Opposition Parties To Launch Signature Drive For Metro Line 3 Accessibility
- 21 Dec 2017 8:00 AM
Csaba Horváth, who initiated a local referendum on ensuring the accessibility of metro line 3 in mid-November, noted that the parties involved in the signature drive will have 30 days to collect 138,000 valid signatures from Budapest residents.
He said the signature drive for the referendum, which the Budapest Election Committee approved earlier this month, could begin on Jan. 3 once all time limits for appeals have expired.
Horváth said the total cost of ensuring the metro line’s accessibility could be around 20 billion forints (EUR 63.8m), which he said was the equivalent of what Budapest residents pay in taxes in a single day.
The opposition Democratic Coalition, the Liberal Party, LMP, the Modern Hungary Movement, Párbeszéd, Együtt, Momentum and the Hungarian Solidarity Movement will join the Socialists in the signature drive.

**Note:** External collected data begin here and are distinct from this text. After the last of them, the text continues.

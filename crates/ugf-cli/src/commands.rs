// Command-line surface: one subcommand per career action.

use std::io::Write;
use std::path::PathBuf;

use anyhow::Result;
use clap::{Parser, Subcommand};

use ugf_core::draft::{make_pick, start_draft};
use ugf_core::front_office::{
    complete_org_meeting, finalize_staff_build, set_draft_philosophy, set_extension_priority,
    set_fa_aggressiveness, set_staff_plan,
};
use ugf_core::hub::select_hub_view_model;
use ugf_core::league::LeagueDb;
use ugf_core::onboarding::{accept_offer, complete_interview, create_coach, INTERVIEW_TEAMS, OFFERS};
use ugf_core::save::{
    CoachProfile, DraftPhilosophy, ExtensionPriority, FaAggressiveness, SaveData, StaffDecision,
    StaffSlot,
};
use ugf_core::store::SaveStore;
use ugf_core::timeline::advance_timeline;
use ugf_core::SaveSession;

#[derive(Debug, Parser)]
#[command(name = "ugf", version)]
#[command(about = "Run a football front-office career from the terminal", long_about = None)]
pub struct Cli {
    /// Config file (defaults to config/ugf.toml when present)
    #[arg(long, global = true)]
    pub config: Option<PathBuf>,

    /// Save database, overriding the configured path
    #[arg(long, global = true)]
    pub db: Option<PathBuf>,

    #[command(subcommand)]
    pub command: Commands,
}

#[derive(Debug, Subcommand)]
pub enum Commands {
    /// Show the hub: timeline step, team summary, and next action
    Status {
        /// Print the hub view model as JSON
        #[arg(long)]
        json: bool,
    },

    /// Create your head coach
    Coach {
        name: String,
        #[arg(long, default_value_t = 40)]
        age: u32,
        #[arg(long)]
        hometown: Option<String>,
        #[arg(long, default_value = "balanced")]
        personality: String,
    },

    /// Complete an interview with a team
    Interview { team_id: String },

    /// Accept a contract offer (all interviews must be done)
    AcceptOffer { team_id: String },

    /// Choose hire or delegate for a coordinator seat (oc, dc, stc)
    StaffPlan {
        slot: StaffSlot,
        decision: StaffDecision,
    },

    /// Lock in the staff build
    FinalizeStaff,

    /// Set front-office priorities ahead of the strategy meeting
    Strategy {
        #[arg(long)]
        draft: Option<DraftPhilosophy>,
        #[arg(long)]
        fa: Option<FaAggressiveness>,
        #[arg(long)]
        extensions: Option<ExtensionPriority>,
    },

    /// Finish the organizational strategy meeting
    CompleteMeeting,

    /// Move to the next timeline step
    Advance,

    /// Draft room actions
    Draft {
        #[command(subcommand)]
        action: DraftCommand,
    },

    /// Show recent news
    News {
        #[arg(long, default_value_t = 10)]
        limit: usize,
    },

    /// Delete the saved career and start over
    Reset,
}

#[derive(Debug, Subcommand)]
pub enum DraftCommand {
    /// Show the top of the big board
    Board {
        #[arg(long, default_value_t = 10)]
        limit: usize,
    },
    /// Open the draft at pick 1
    Start,
    /// Select a prospect by id
    Pick { prospect_id: String },
}

/// Execute `command` against `session`, writing user-facing output to `out`.
pub fn run<S: SaveStore, W: Write>(
    command: Commands,
    session: &mut SaveSession<S>,
    league: &LeagueDb,
    out: &mut W,
) -> Result<()> {
    match command {
        Commands::Status { json } => {
            let vm = select_hub_view_model(session.save(), league);
            if json {
                writeln!(out, "{}", serde_json::to_string_pretty(&vm)?)?;
            } else {
                print_status(session.save(), league, out)?;
            }
        }

        Commands::Coach {
            name,
            age,
            hometown,
            personality,
        } => {
            let profile = CoachProfile {
                name,
                age,
                hometown: hometown.unwrap_or_default(),
                personality,
            };
            let changed = mutate(session, move |s| create_coach(s, profile));
            report(
                out,
                changed,
                "Coach created. Next: interview with each team.",
                "A coach already exists (or the name was blank).",
            )?;
        }

        Commands::Interview { team_id } => {
            let id = team_id.clone();
            let changed = mutate(session, move |s| complete_interview(s, &id));
            report(
                out,
                changed,
                &format!("Interview with {team_id} completed."),
                &format!("No interview recorded for {team_id}."),
            )?;
        }

        Commands::AcceptOffer { team_id } => {
            let id = team_id.clone();
            let changed = mutate(session, move |s| accept_offer(s, &id));
            if changed {
                writeln!(out, "Welcome to {}.", league.team_display_name(&team_id))?;
            } else {
                let teams: Vec<_> = OFFERS.iter().map(|o| o.team_id).collect();
                writeln!(
                    out,
                    "Offer not accepted. Finish every interview first; offers stand from {}.",
                    teams.join(", ")
                )?;
            }
        }

        Commands::StaffPlan { slot, decision } => {
            mutate(session, move |s| set_staff_plan(s, slot, decision));
            writeln!(out, "{slot}: {decision}")?;
        }

        Commands::FinalizeStaff => {
            let changed = mutate(session, finalize_staff_build);
            report(
                out,
                changed,
                "Staff build completed. Strategy meeting unlocked.",
                "Staff build was already finalized.",
            )?;
        }

        Commands::Strategy {
            draft,
            fa,
            extensions,
        } => {
            if let Some(v) = draft {
                mutate(session, move |s| set_draft_philosophy(s, v));
            }
            if let Some(v) = fa {
                mutate(session, move |s| set_fa_aggressiveness(s, v));
            }
            if let Some(v) = extensions {
                mutate(session, move |s| set_extension_priority(s, v));
            }
            let career = &session.save().career;
            writeln!(
                out,
                "Draft: {}  FA: {}  Extensions: {}",
                career.draft_philosophy, career.fa_aggressiveness, career.extension_priority
            )?;
        }

        Commands::CompleteMeeting => {
            let changed = mutate(session, complete_org_meeting);
            report(
                out,
                changed,
                "Organizational strategy set.",
                "Strategy meeting unavailable or already done.",
            )?;
        }

        Commands::Advance => {
            let changed = mutate(session, advance_timeline);
            let step = session.save().timeline.current_step;
            if changed {
                writeln!(out, "Now at: {} (week {})", step.label(), session.save().league.week)?;
            } else {
                writeln!(out, "Cannot advance from {} yet.", step.label())?;
            }
        }

        Commands::Draft { action } => run_draft(action, session, out)?,

        Commands::News { limit } => {
            let news = &session.save().news;
            if news.is_empty() {
                writeln!(out, "No news yet.")?;
            }
            for item in news.iter().take(limit) {
                writeln!(out, "[{}] {}", item.timestamp, item.headline)?;
                writeln!(out, "    {}", item.description)?;
            }
        }

        Commands::Reset => {
            session.clear_save();
            writeln!(out, "Career reset.")?;
        }
    }
    Ok(())
}

fn run_draft<S: SaveStore, W: Write>(
    action: DraftCommand,
    session: &mut SaveSession<S>,
    out: &mut W,
) -> Result<()> {
    match action {
        DraftCommand::Board { limit } => {
            let draft = &session.save().draft;
            if !draft.class_generated {
                writeln!(out, "No draft class yet. Run `ugf draft start`.")?;
                return Ok(());
            }
            for (rank, id) in draft.board.iter().take(limit).enumerate() {
                if let Some(p) = draft.prospect(id) {
                    writeln!(
                        out,
                        "{:>2}. {:<12} {:<4} {:<20} {:<16} age {} ovr {}",
                        rank + 1,
                        p.id,
                        p.position,
                        p.name,
                        p.archetype,
                        p.age,
                        p.ovr
                    )?;
                }
            }
        }
        DraftCommand::Start => {
            mutate(session, start_draft);
            writeln!(
                out,
                "Draft open. {} prospects on the board; you are on the clock at pick 1.",
                session.save().draft.board.len()
            )?;
        }
        DraftCommand::Pick { prospect_id } => {
            let id = prospect_id.clone();
            let changed = mutate(session, move |s| make_pick(s, &id));
            match (changed, session.save().news.first()) {
                (true, Some(item)) => writeln!(out, "{}", item.description)?,
                _ => writeln!(out, "Pick of {prospect_id} not made.")?,
            }
            if changed && session.save().draft.completed {
                writeln!(out, "Draft complete.")?;
            }
        }
    }
    Ok(())
}

/// Apply `f` through the session and report whether the save changed.
fn mutate<S: SaveStore>(
    session: &mut SaveSession<S>,
    f: impl FnOnce(SaveData) -> SaveData + 'static,
) -> bool {
    let before = session.save().clone();
    session.apply(f) != &before
}

fn report<W: Write>(out: &mut W, changed: bool, done: &str, skipped: &str) -> Result<()> {
    writeln!(out, "{}", if changed { done } else { skipped })?;
    Ok(())
}

fn print_status<W: Write>(save: &SaveData, league: &LeagueDb, out: &mut W) -> Result<()> {
    let vm = select_hub_view_model(save, league);

    writeln!(out, "{} | {}", vm.phase_label, vm.step_label)?;
    match (&save.coach, &vm.team_summary) {
        (None, _) => writeln!(out, "No coach yet. Run `ugf coach <name>`.")?,
        (Some(coach), None) => writeln!(
            out,
            "Coach {} | interviews {}/{}, no team yet",
            coach.name,
            save.onboarding.interviews_completed.len(),
            INTERVIEW_TEAMS.len()
        )?,
        (Some(coach), Some(team)) => writeln!(
            out,
            "Coach {} | {} ({}) | roster {} avg {} OVR",
            coach.name, team.name, team.abbrev, team.roster_size, team.avg_ovr
        )?,
    }
    writeln!(
        out,
        "Next: {}{}",
        vm.primary_cta.label,
        if vm.can_advance { " (ready to advance)" } else { "" }
    )?;
    if let Some(item) = vm.news.first() {
        writeln!(out, "Latest: {}", item.headline)?;
    }
    Ok(())
}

Horváth’s referendum question reads: “Do you support ensuring the full accessibility of all stations of the M3 metro line during its upgrade in 2017-2020 in line with the provisions prescribed in Section 2 (1) of Act LXXVIII of 1997?”
Budapest deputy mayor Gábor Bagdy said in a statement that the Budapest municipal council was not blocking a referendum on the matter. Ensuring accessibility on the metro line is not a matter of empathy or intent, but rather a question of money, the deputy mayor said.
Bagdy said Horváth had submitted a “hastily-worded” referendum question, arguing that the upgrade of the metro line was in line with the provisions prescribed by law. Therefore the objective of the question he had submitted could be carried out even without a referendum, the deputy mayor said.
Ruling Fidesz reacted by saying that the opposition’s referendum initiative “has no credibility whatsoever”, arguing that the capital’s former Socialist and liberal leadership had “allowed the third metro line to rot away during their tenure in power”.
“Csaba Horváth and company did not even lift a finger to ensure the safety of Budapest residents on public transportation back then,” Fidesz said in a statement.
“Not only did they fail to consider accessibility, but the entire third metro line could have broken down for all they cared.”